United States v. Woodside

642 F. App'x 490
CourtCourt of Appeals for the Sixth Circuit
DecidedFebruary 10, 2016
DocketNo. 15-5346
StatusPublished
Cited by2 cases

This text of 642 F. App'x 490 (United States v. Woodside) is published on Counsel Stack Legal Research, covering Court of Appeals for the Sixth Circuit primary law. Counsel Stack provides free access to over 12 million legal documents including statutes, case law, regulations, and constitutions.

Bluebook
United States v. Woodside, 642 F. App'x 490 (6th Cir. 2016).

Opinion

CLAY, Circuit Judge.

Defendant Rashad Woodside. appeals from the sentence of the district court sentencing him to 170 months of imprisonment and three years of supervised release for conspiracy to distribute, and to possess with intent to distribute, oxycodone, hy-dromorphone, oxymorphone, and bupre-norphine, in violation of 21 U.S.C. §§ 841(b)(1)(C) and 846. For the reasons set forth below, we AFFIRM IN PART, but VACATE THE SENTENCE, and REMAND for resentencing.

BACKGROUND

Factual Background

Tennessee resident Kenneth Stafford began trafficking prescription pain medications with his girlfriend, Kaycee Bree-den, in late 2008 or early 2009. One of their sources for prescription medications, including Lortab (hydrocodone), Roxico-done (oxycodone) and Dilaudid (hydromor-phone), was Frederick McGregor, who lived in Florida. McGregor paid various individuals, including Defendant, to go to doctors’ offices to procure prescriptions for pain medication. After McGregor bragged to Defendant about how much pain medication he was selling to Stafford, Defendant acquired Stafford’s phone number from McGregor’s truck, possibly from McGregor’s cell phone, and offered to sell oxycodone to Stafford at a lower price. Stafford and Breeden began buying from Defendant at some point in 2010. Stafford did not tell McGregor that he was buying pills from Defendant because he “didn’t want [McGregor] to find out that [he] was doing business” with Defendant and did not want the purchases from Defendant “to end [his] relationship” with McGregor. (R. 1016, Tr. of Sentencing Hr’g 3696-97, 3642.) McGregor did not know about the pill sales until a few years later. For a time, Stafford and Breeden purchased drugs from both Defendant and McGregor, after which they stopped purchasing from McGregor but continued purchasing from Defendant.

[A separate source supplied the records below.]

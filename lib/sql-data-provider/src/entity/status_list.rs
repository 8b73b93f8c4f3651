use issuer_core::model::status_list;
use one_dto_mapper::{From, Into};
use sea_orm::entity::prelude::*;
use shared_types::StatusListId;
use time::OffsetDateTime;

#[derive(Clone, Debug, PartialEq, Eq, DeriveEntityModel)]
#[sea_orm(table_name = "status_list")]
pub struct Model {
    #[sea_orm(primary_key, auto_increment = false)]
    pub id: StatusListId,
    pub created_date: OffsetDateTime,
    pub last_modified: OffsetDateTime,
    pub r#type: StatusListType,
    pub config: Json,
    pub uri: String,
    #[sea_orm(column_type = "Text")]
    pub status_zipped: String,
    pub next_free_index: u32,
    pub max_length: u32,
}

#[derive(Copy, Clone, Debug, EnumIter, DeriveRelation)]
pub enum Relation {
    #[sea_orm(has_many = "super::credential_offer_status::Entity")]
    CredentialOfferStatus,
}

impl Related<super::credential_offer_status::Entity> for Entity {
    fn to() -> RelationDef {
        Relation::CredentialOfferStatus.def()
    }
}

impl ActiveModelBehavior for ActiveModel {}

#[derive(Clone, Copy, Debug, Eq, PartialEq, EnumIter, DeriveActiveEnum, From, Into)]
#[from(status_list::StatusListType)]
#[into(status_list::StatusListType)]
#[sea_orm(rs_type = "String", db_type = "String(StringLen::None)")]
pub enum StatusListType {
    #[sea_orm(string_value = "TOKEN_STATUS_LIST")]
    TokenStatusList,
}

Drug Enforcement Agency (DEA) agents intercepted communications from Defendant to Stafford and Breeden between March and June 2013. During the wiretaps, the DEA intercepted two packages from Defendant, each of which contained approximately 360 pills. Defendant was arrested by federal agents at his home in Florida on June 3, 2013. After being given his Miranda rights, Defendant spoke at length to a DEA agent about his participation in the prescription drug scheme.

Procedural History

Defendant was indicted along with twenty-three others, including Stafford and Breeden but not McGregor, in the United States District Court for the Middle District of Tennessee for conspiring to possess oxycodone, hydromorphone, oxymor-phone, and buprenorphine with intent to distribute. Defendant entered an open guilty plea on July 18, 2014. The Pre-Sentence Investigation Report (“PSR”) subsequently prepared recommended that Defendant be held accountable for 343,000 30-milligram Roxicodone tablets containing 27 milligrams of pure oxycodone, a figure that'included McGregor’s estimated purchases to Stafford and Breeden. Based on the' drug equivalency table contained in U.S.S.G. § 2D1.1, which equates 1 gram of actual oxycodone to 6700 grams of marijuana, the PSR recommended holding him accountable for 62,048.7 kg of marijuana, a figure corresponding to a Base. [492]*492Offense Level of 36.1 The PSR noted that even if Defendant were held accountable for half that amount, or 31,024.35 kg of marijuana, his Base Offense Level would remain 36. The PSR recommended a four-level leadership role enhancement, and a three-level reduction for acceptance of responsibility, for a final level of 37. The PSR calculated Defendant’s Criminal History Category as I, and calculated a Guidelines range of 210-262 months’ imprisonment, but reduced that range to 210-240 months because of the 20-year statutory maximum in 21 U.S.C. § 841(b)(1)(C). Defendant filed an objection to the PSR disputing the drug quantity calculation.

The sentencing hearing

The district court held a lengthy sentencing hearing for Defendant on March 12, 2015. The government called three witnesses to testify: DEA agent Dave Lewis, Stafford, and Breeden, who each testified as to their estimates of the number of pills that McGregor and Defendant provided. Defendant did not testify.

Agent Lewis’ testimony

Lewis testified about Defendant’s post-Miranda confession at the time of Defendant’s arrest. He stated that Defendant had confessed to having sold hundreds of pills to Stafford and Breeden over two or two and a half years. Based on a combination of wiretaps and interviews with co: operating witnesses, Lewis estimated that he had heard of 10,000-15,000 pills during the investigation — which he called a “conservative estimate” — and extrapolated to “70-, 80-, 90, hundred thousand” if “you take into consideration the whole conspiracy.” (R. 1016, Tr. of Sentencing Hr’g at Page ID 3573.) The intercepts were not always consistent as to quantity; sometimes “Mr. Stafford would say [he] received two or three thousand pills a month, and then there would be intercepts where he would ... talk to others about the fact that at one time he was getting two and three thousand pills per week.” (Id. at Page ID 3575.) However, the number of pills decreased over time: Stafford was receiving 1,000 pills per week in 2010 and 2011, and 300-500 per week in 2012 and 2013.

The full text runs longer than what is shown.